Floating point types
| Type | Constant example | Description |
|---|---|---|
| FLOAT | 3.14F, cast(3.14159261E+7 as float) |
32-bit binary floating point |
| DOUBLE | 3.14D, 3.14159261E+7 |
64-bit binary floating point |
Both FLOAT and DOUBLE are subject to precision loss due to how floating point values are stored and computed. For calculations requiring exact results, use DECIMAL instead.
DECIMAL type
DECIMAL stores exact numeric values based on the decimal system. It takes two parameters:
-
precision: total number of digits.
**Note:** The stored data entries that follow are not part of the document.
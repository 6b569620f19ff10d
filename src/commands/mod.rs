//! Commands Module
//!
//! UI 레이어에서 호출하는 명령어 정의

pub mod credentials;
Valid values: 1 to 38.
-
scale: number of digits to the right of the decimal point. Valid values: 0 to 18.
The default expression is DECIMAL(38, 18).
Constants must use the BD suffix. Example:
INSERT INTO test_tb(a) VALUES (3.5BD);
To extend the scale range to 0–38, run:
set odps.sql.decimal2.extended.scale.enable=true;
DECIMAL values from the old and new editions cannot coexist in the same table.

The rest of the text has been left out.